Two things come to mind for me.. First, at a very basic level, things that are perceptually salient capture our attention (Corbetta & Shulman, 2002), and this is obviously important for understanding our environment and assessing changes for threats (e.g.). In the video you linked, you have that perceptual salience and it's also in an animated and clearly exaggerated fashion.
The second thing that comes to mind is the voices that older children and adults make when communicating with infants. This sort of speech seems to serve an attentional/affective function (Gauthier & Shi, 2011), and research suggests that this sort of speech is actually a reflection of the infant's own communication styles (Smith & Trainor, 2008). Obviously, we might use such a voice because it sounds funny to them and we might get the infant to laugh. Who knows whether we intrinsically find it funny (if so, why?), or whether we learn to laugh at it as infants. It could well be that we simply come hardwired to interpret a perceptually salient and non-threatening social stimulus like that to be amusing.
References
Corbetta, M., & Shulman, G. L. (2002). Control of goal-directed and stimulus-driven attention in the brain. Nature reviews neuroscience, 3(3), 201.
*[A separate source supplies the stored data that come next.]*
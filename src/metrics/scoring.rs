//! Feasibility check and full candidate scoring

use crate::board::candidate::MapCandidate;
use crate::io::error::Result;
use crate::math::ratio::mean;
use crate::metrics::stats::{EntityStats, FitnessStats, MapStats};
use crate::metrics::{basic, exploration, fairness, safety, symmetry};
use crate::search::pathfinder::Pathfinder;
use crate::search::reachability::{Reachability, Reachable};

/// Whether a candidate is playable given the fill from its first entity
///
/// Requires at least two players and every entity standing on a reached
/// tile. A candidate without entities is never feasible.
pub fn is_feasible(candidate: &MapCandidate, reachable: &Reachable) -> bool {
    !candidate.entities().is_empty()
        && candidate.player_count() >= 2
        && candidate
            .entities()
            .iter()
            .all(|entity| reachable.contains(entity.position))
}

/// Compute feasibility and every metric group without storing them
///
/// Basic stats need at least one entity. Symmetry, the entity metrics and
/// the combined fitness stay zero unless the candidate is feasible.
///
/// # Errors
///
/// Returns an error if an entity lies off the board
pub fn score(candidate: &MapCandidate) -> Result<(bool, MapStats)> {
    let board = candidate.board();
    let mut stats = MapStats::default();

    let Some(first) = candidate.entities().first() else {
        return Ok((false, stats));
    };

    let occupied = candidate.occupied_cells();
    let reachable = Reachability::new(board, &occupied).fill(first.position);
    let mut pathfinder = Pathfinder::new(board);
    stats.basic = basic::measure(candidate, &reachable, &mut pathfinder)?;

    if !is_feasible(candidate, &reachable) {
        return Ok((false, stats));
    }

    stats.symmetry = symmetry::measure(board);
    let safety = safety::measure(candidate, &reachable, &mut pathfinder)?;
    let exploration = exploration::measure(candidate, &occupied, &mut pathfinder)?;
    stats.entity = EntityStats {
        allocation_fairness: fairness::allocation_fairness(candidate),
        safe_area: safety.area.coverage,
        safe_area_fairness: safety.area.fairness,
        resource_safety: safety.resources.coverage,
        resource_safety_fairness: safety.resources.fairness,
        exploration: exploration.overall,
        exploration_fairness: exploration.fairness,
    };
    stats.fitness = FitnessStats {
        overall_symmetry: stats.symmetry.overall,
        overall_player_fairness: mean([
            stats.entity.safe_area_fairness,
            stats.entity.exploration_fairness,
            stats.entity.resource_safety_fairness,
        ]),
    };

    Ok((true, stats))
}

/// Score a candidate and store the result on it
///
/// # Errors
///
/// Returns an error if an entity lies off the board
pub fn evaluate(candidate: &mut MapCandidate) -> Result<()> {
    let (feasible, stats) = score(candidate)?;
    candidate.apply_scores(feasible, stats);
    Ok(())
}
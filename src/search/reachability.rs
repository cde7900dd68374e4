//! Flood fills over walkable terrain

use std::collections::{BTreeSet, VecDeque};

use bitvec::prelude::*;

use crate::board::grid::{Board, BoundingBox};
use crate::board::tile::Coord;
use crate::io::configuration::EXPLORATION_BOX_MARGIN;

/// Cells reached by one fill
#[derive(Debug, Clone, Default, PartialEq, Eq)]
pub struct Reachable {
    /// Walkable tiles visited, including the start
    pub tiles: BTreeSet<Coord>,
    /// Visited tiles that hold an entity
    pub entities: BTreeSet<Coord>,
}

impl Reachable {
    /// Whether `pos` was visited
    pub fn contains(&self, pos: Coord) -> bool {
        self.tiles.contains(&pos)
    }
}

/// Flood-fill engine over one board and its occupied cells
pub struct Reachability<'a> {
    board: &'a Board,
    occupied: &'a BTreeSet<Coord>,
}

#[derive(Clone, Copy)]
enum Connectivity {
    Edges,
    Ring,
}

struct Limits {
    bounds: BoundingBox,
    target: Coord,
}

impl<'a> Reachability<'a> {
    /// Bind a board and the cells holding entities
    pub const fn new(board: &'a Board, occupied: &'a BTreeSet<Coord>) -> Self {
        Self { board, occupied }
    }

    /// Every walkable tile 4-connected to `start`
    ///
    /// A start off the board or on blocked terrain reaches nothing.
    pub fn fill(&self, start: Coord) -> Reachable {
        self.traverse(start, Connectivity::Edges, None)
    }

    /// Tiles crossed while spreading from `start` towards `target`
    ///
    /// The fill is 8-connected, stops as soon as `target` is reached and
    /// never leaves a square around `start` whose half-width is
    /// `path_length` plus a small margin.
    pub fn fill_towards(&self, start: Coord, target: Coord, path_length: u32) -> Reachable {
        let half_width = i32::try_from(path_length)
            .unwrap_or(i32::MAX - EXPLORATION_BOX_MARGIN)
            .saturating_add(EXPLORATION_BOX_MARGIN);
        let limits = Limits {
            bounds: BoundingBox::around(start, half_width),
            target,
        };
        self.traverse(start, Connectivity::Ring, Some(&limits))
    }

    fn traverse(
        &self,
        start: Coord,
        connectivity: Connectivity,
        limits: Option<&Limits>,
    ) -> Reachable {
        let mut reached = Reachable::default();
        let Some(start_index) = self.board.flat_index(start) else {
            return reached;
        };
        if !self.board.is_walkable(start) {
            return reached;
        }

        let mut visited = bitvec![0; self.board.len()];
        visited.set(start_index, true);
        self.visit(start, &mut reached);
        if limits.is_some_and(|limit| limit.target == start) {
            return reached;
        }

        let mut frontier = VecDeque::from([start]);
        while let Some(current) = frontier.pop_front() {
            let neighbours: &[Coord] = match connectivity {
                Connectivity::Edges => &current.neighbors4(),
                Connectivity::Ring => &current.neighbors8(),
            };

            for &next in neighbours {
                if limits.is_some_and(|limit| !limit.bounds.contains(next)) {
                    continue;
                }
                let Some(index) = self.board.flat_index(next) else {
                    continue;
                };
                if visited.get(index).as_deref() == Some(&true) || !self.board.is_walkable(next)
                {
                    continue;
                }

                visited.set(index, true);
                self.visit(next, &mut reached);
                if limits.is_some_and(|limit| limit.target == next) {
                    return reached;
                }
                frontier.push_back(next);
            }
        }

        reached
    }

    fn visit(&self, pos: Coord, reached: &mut Reachable) {
        reached.tiles.insert(pos);
        if self.occupied.contains(&pos) {
            reached.entities.insert(pos);
        }
    }
}
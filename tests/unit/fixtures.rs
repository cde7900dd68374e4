//! Shared catalog and compact map builders for unit tests
//!
//! Compact rows use one character per cell: tile symbols as in the catalog,
//! a digit for a base owned by that player, and `G` for a neutral gold mine.

use mapsmith::board::candidate::MapCandidate;
use mapsmith::board::catalog::{EntityType, TileType, TypeCatalog};
use mapsmith::io::dump::from_dump;

/// Tolerance for comparing computed percentages
pub const EPSILON: f64 = 1e-6;

/// Assert two floats agree within [`EPSILON`]
pub fn assert_close(actual: f64, expected: f64) {
    assert!(
        (actual - expected).abs() < EPSILON,
        "expected {expected}, got {actual}"
    );
}

/// Catalog JSON matching [`catalog`]
pub const CATALOG_JSON: &str = r##"{
    "tiles": [
        { "id": -1, "name": "Fog", "symbol": "?", "walkable": false },
        { "id": 0, "name": "Plain", "symbol": ".", "walkable": true, "default": true },
        { "id": 1, "name": "Mountain", "symbol": "#", "walkable": false, "blocks_sight": true },
        { "id": 2, "name": "Water", "symbol": "~", "walkable": false },
        { "id": 3, "name": "Forest", "symbol": "f", "walkable": true, "blocks_sight": true }
    ],
    "entities": [
        { "id": 0, "name": "Base", "symbol": "B" },
        { "id": 1, "name": "Gold", "symbol": "G" }
    ]
}"##;

fn tile(id: i32, name: &str, symbol: char, is_walkable: bool, is_default: bool) -> TileType {
    TileType {
        id,
        name: name.to_owned(),
        symbol,
        is_walkable,
        blocks_sight: false,
        is_default,
    }
}

/// Plain, forest, mountain, water and fog tiles with base and gold entities
pub fn catalog() -> TypeCatalog {
    TypeCatalog::new(
        vec![
            tile(-1, "Fog", '?', false, false),
            tile(0, "Plain", '.', true, true),
            tile(1, "Mountain", '#', false, false),
            tile(2, "Water", '~', false, false),
            tile(3, "Forest", 'f', true, false),
        ],
        vec![
            EntityType {
                id: 0,
                name: "Base".to_owned(),
                symbol: 'B',
            },
            EntityType {
                id: 1,
                name: "Gold".to_owned(),
                symbol: 'G',
            },
        ],
    )
    .expect("fixture catalog is valid")
}

/// Expand compact rows into the three-character dump format
pub fn dump(rows: &[&str]) -> String {
    let mut text = String::new();
    for row in rows {
        for cell in row.chars() {
            if cell.is_ascii_digit() {
                text.push('B');
                text.push(cell);
                text.push(' ');
            } else {
                text.push(cell);
                text.push_str("  ");
            }
        }
        text.push('\n');
    }
    text
}

/// Parse compact rows into an unscored candidate
pub fn map(rows: &[&str]) -> MapCandidate {
    from_dump(&dump(rows), &catalog(), "fixture").expect("fixture map parses")
}

/// A 6x6 two-player map with one gold mine and a few obstacles
pub fn arena() -> MapCandidate {
    map(&[
        "0.....", //
        "..#...", //
        "...G..", //
        "..~...", //
        "...#..", //
        ".....1",
    ])
}
//! Numeric helpers for the metrics engine

/// Percentages, means and min/max ratios over generic numbers
pub mod ratio;
//! Graph search over the walkable grid
//!
//! Two collaborators drive every distance-based metric:
//! - [`reachability`]: worklist flood fills, unbounded or boxed towards a target
//! - [`pathfinder`]: an A* shortest-path oracle with pooled buffers

/// A* shortest paths and single-source distance fields
pub mod pathfinder;
/// Unbounded and bounded flood fills
pub mod reachability;

pub use pathfinder::{PathResult, Pathfinder};
pub use reachability::{Reachability, Reachable};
DOI: 10.1038/nrn755 PMID: 11994752
Gauthier, B., & Shi, R. (2011). A connectionist study on the role of pitch in infant-directed speech. The Journal of the Acoustical Society of America, 130(6), EL380-EL386.
DOI: 10.1121/1.3653546 PMID: 22225130
Smith, N. A., & Trainor, L. J. (2008). Infant-directed speech is modulated by infant feedback. Infancy, 13(4), 410-420.